Every entry below must appear again, exactly as written.
**** Supplied records
//! CLI argument definitions.

use std::path::PathBuf;

use clap::{Parser, Subcommand};

/// Look up Italian cities and foreign countries by Belfiore code or name.
#[derive(Debug, Parser)]
#[command(name = "belfiore")]
#[command(author, version, about, long_about = None)]
pub struct Cli {
    /// JSON file holding the places dataset (overrides config)
    #[arg(long, global = true, value_name = "PATH")]
    pub file: Option<PathBuf>,

    /// URL serving the places dataset as JSON (overrides config)
    #[arg(long, global = true, conflicts_with = "file")]
    pub url: Option<String>,

    /// Seconds a retrieved dataset stays fresh
    #[arg(long, global = true, value_name = "SECONDS")]
    pub ttl: Option<u64>,

    /// Only places in this province (two uppercase letters)
    #[arg(long, global = true, conflicts_with = "countries")]
    pub province: Option<String>,

    /// Only cities
    #[arg(long, global = true, conflicts_with = "countries")]
    pub cities: bool,

    /// Only countries
    #[arg(long, global = true)]
    pub countries: bool,

    /// Only places active on DATE, given as --active=DATE (today when omitted)
    #[arg(
        long,
        global = true,
        value_name = "DATE",
        num_args = 0..=1,
        require_equals = true,
        default_missing_value = "today"
    )]
    pub active: Option<String>,

    /// Only places already existing on DATE
    #[arg(long, global = true, value_name = "DATE")]
    pub from: Option<String>,

    /// Enable debug logging
    #[arg(long, global = true)]
    pub debug: bool,

    #[command(subcommand)]
    pub command: Commands,
}

#[derive(Debug, Subcommand)]
pub enum Commands {
    /// Print every place of the selected view
    List,

    /// Print the province codes of the selected view
    Provinces,

    /// Print places whose name contains TEXT
    Search { text: String },

    /// Print the place named exactly NAME
    FindName { name: String },

    /// Print the place with the given Belfiore code
    FindCode { code: String },
}

#[cfg(test)]
mod tests {
    use super::*;

    #[test]
    fn test_parse_find_code() {
        let cli = Cli::parse_from(["belfiore", "--file", "places.json", "find-code", "H501"]);
        assert_eq!(cli.file, Some(PathBuf::from("places.json")));
        match cli.command {
            Commands::FindCode { code } => assert_eq!(code, "H501"),
            other => panic!("unexpected command {:?}", other),
        }
    }

    #[test]
    fn test_active_without_date_means_today() {
        let cli = Cli::parse_from(["belfiore", "list", "--active"]);
        assert_eq!(cli.active.as_deref(), Some("today"));

        let cli = Cli::parse_from(["belfiore", "list", "--active=1950-01-01"]);
        assert_eq!(cli.active.as_deref(), Some("1950-01-01"));
    }

    #[test]
    fn test_active_before_subcommand_keeps_subcommand() {
        let cli = Cli::parse_from(["belfiore", "--active", "list"]);
        assert_eq!(cli.active.as_deref(), Some("today"));
        assert!(matches!(cli.command, Commands::List));

        let cli = Cli::parse_from(["belfiore", "--active=01/02/1950", "provinces"]);
        assert_eq!(cli.active.as_deref(), Some("01/02/1950"));
        assert!(matches!(cli.command, Commands::Provinces));
    }

    #[test]
    fn test_countries_conflicts_with_province() {
        let result = Cli::try_parse_from(["belfiore", "--countries", "--province", "RM", "list"]);
        assert!(result.is_err());

        let result = Cli::try_parse_from(["belfiore", "--countries", "--cities", "list"]);
        assert!(result.is_err());
    }

    #[test]
    fn test_file_conflicts_with_url() {
        let result = Cli::try_parse_from([
            "belfiore",
            "--file",
            "a.json",
            "--url",
            "https://example.org",
            "list",
        ]);
        assert!(result.is_err());
    }
}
********
Solution to this exercise:
//! CLI argument definitions.

use std::path::PathBuf;

use clap::{Parser, Subcommand};

/// Look up Italian cities and foreign countries by Belfiore code or name.
#[derive(Debug, Parser)]
#[command(name = "belfiore")]
#[command(author, version, about, long_about = None)]
pub struct Cli {
    /// JSON file holding the places dataset (overrides config)
    #[arg(long, global = true, value_name = "PATH")]
    pub file: Option<PathBuf>,

    /// URL serving the places dataset as JSON (overrides config)
    #[arg(long, global = true, conflicts_with = "file")]
    pub url: Option<String>,

    /// Seconds a retrieved dataset stays fresh
    #[arg(long, global = true, value_name = "SECONDS")]
    pub ttl: Option<u64>,

    /// Only places in this province (two uppercase letters)
    #[arg(long, global = true, conflicts_with = "countries")]
    pub province: Option<String>,

    /// Only cities
    #[arg(long, global = true, conflicts_with = "countries")]
    pub cities: bool,

    /// Only countries
    #[arg(long, global = true)]
    pub countries: bool,

    /// Only places active on DATE, given as --active=DATE (today when omitted)
    #[arg(
        long,
        global = true,
        value_name = "DATE",
        num_args = 0..=1,
        require_equals = true,
        default_missing_value = "today"
    )]
    pub active: Option<String>,

    /// Only places already existing on DATE
    #[arg(long, global = true, value_name = "DATE")]
    pub from: Option<String>,

    /// Enable debug logging
    #[arg(long, global = true)]
    pub debug: bool,

    #[command(subcommand)]
    pub command: Commands,
}

#[derive(Debug, Subcommand)]
pub enum Commands {
    /// Print every place of the selected view
    List,

    /// Print the province codes of the selected view
    Provinces,

    /// Print places whose name contains TEXT
    Search { text: String },

    /// Print the place named exactly NAME
    FindName { name: String },

    /// Print the place with the given Belfiore code
    FindCode { code: String },
}

#[cfg(test)]
mod tests {
    use super::*;

    #[test]
    fn test_parse_find_code() {
        let cli = Cli::parse_from(["belfiore", "--file", "places.json", "find-code", "H501"]);
        assert_eq!(cli.file, Some(PathBuf::from("places.json")));
        match cli.command {
            Commands::FindCode { code } => assert_eq!(code, "H501"),
            other => panic!("unexpected command {:?}", other),
        }
    }

    #[test]
    fn test_active_without_date_means_today() {
        let cli = Cli::parse_from(["belfiore", "list", "--active"]);
        assert_eq!(cli.active.as_deref(), Some("today"));

        let cli = Cli::parse_from(["belfiore", "list", "--active=1950-01-01"]);
        assert_eq!(cli.active.as_deref(), Some("1950-01-01"));
    }

    #[test]
    fn test_active_before_subcommand_keeps_subcommand() {
        let cli = Cli::parse_from(["belfiore", "--active", "list"]);
        assert_eq!(cli.active.as_deref(), Some("today"));
        assert!(matches!(cli.command, Commands::List));

        let cli = Cli::parse_from(["belfiore", "--active=01/02/1950", "provinces"]);
        assert_eq!(cli.active.as_deref(), Some("01/02/1950"));
        assert!(matches!(cli.command, Commands::Provinces));
    }

    #[test]
    fn test_countries_conflicts_with_province() {
        let result = Cli::try_parse_from(["belfiore", "--countries", "--province", "RM", "list"]);
        assert!(result.is_err());

        let result = Cli::try_parse_from(["belfiore", "--countries", "--cities", "list"]);
        assert!(result.is_err());
    }

    #[test]
    fn test_file_conflicts_with_url() {
        let result = Cli::try_parse_from([
            "belfiore",
            "--file",
            "a.json",
            "--url",
            "https://example.org",
            "list",
        ]);
        assert!(result.is_err());
    }
}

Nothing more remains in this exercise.